* **PROVIDED MATERIAL**
//! Key mapping from terminal events to game commands.

use crate::types::Command;
use crossterm::event::{KeyCode, KeyEvent, KeyEventKind, KeyModifiers, ModifierKeyCode};

/// Map keyboard input to game commands.
///
/// Bare Control and Shift presses are only reported by terminals with keyboard
/// enhancement enabled; elsewhere `z` and `c` cover the same commands.
pub fn handle_key_event(key: KeyEvent) -> Option<Command> {
    if key.kind == KeyEventKind::Release {
        return None;
    }
    if key.modifiers.contains(KeyModifiers::CONTROL) && matches!(key.code, KeyCode::Char(_)) {
        return None;
    }
    match key.code {
        // Movement
        KeyCode::Left | KeyCode::Char('a') | KeyCode::Char('A') => Some(Command::MoveLeft),
        KeyCode::Right | KeyCode::Char('d') | KeyCode::Char('D') => Some(Command::MoveRight),
        KeyCode::Down | KeyCode::Char('s') | KeyCode::Char('S') => Some(Command::SoftDrop),

        // Rotation
        KeyCode::Up
        | KeyCode::Char('w')
        | KeyCode::Char('W')
        | KeyCode::Char('x')
        | KeyCode::Char('X') => Some(Command::RotateCw),
        KeyCode::Char('z')
        | KeyCode::Char('Z')
        | KeyCode::Modifier(ModifierKeyCode::LeftControl)
        | KeyCode::Modifier(ModifierKeyCode::RightControl) => Some(Command::RotateCcw),

        // Actions
        KeyCode::Char(' ') => Some(Command::HardDrop),
        KeyCode::Char('c')
        | KeyCode::Char('C')
        | KeyCode::Modifier(ModifierKeyCode::LeftShift)
        | KeyCode::Modifier(ModifierKeyCode::RightShift) => Some(Command::Hold),
        KeyCode::Char('p') | KeyCode::Char('P') | KeyCode::Esc => Some(Command::Pause),

        // Restart
        KeyCode::Char('r') | KeyCode::Char('R') => Some(Command::Restart),

        _ => None,
    }
}

/// Check if key should quit the game.
pub fn should_quit(key: KeyEvent) -> bool {
    matches!(key.code, KeyCode::Char('q') | KeyCode::Char('Q'))
        || (key.code == KeyCode::Char('c') && key.modifiers.contains(KeyModifiers::CONTROL))
}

* **TRY IT**
In the listing above, which lines include the string "matches"? Return every one of them.

* **TASK OUTPUT**
    if key.modifiers.contains(KeyModifiers::CONTROL) && matches!(key.code, KeyCode::Char(_)) {
    matches!(key.code, KeyCode::Char('q') | KeyCode::Char('Q'))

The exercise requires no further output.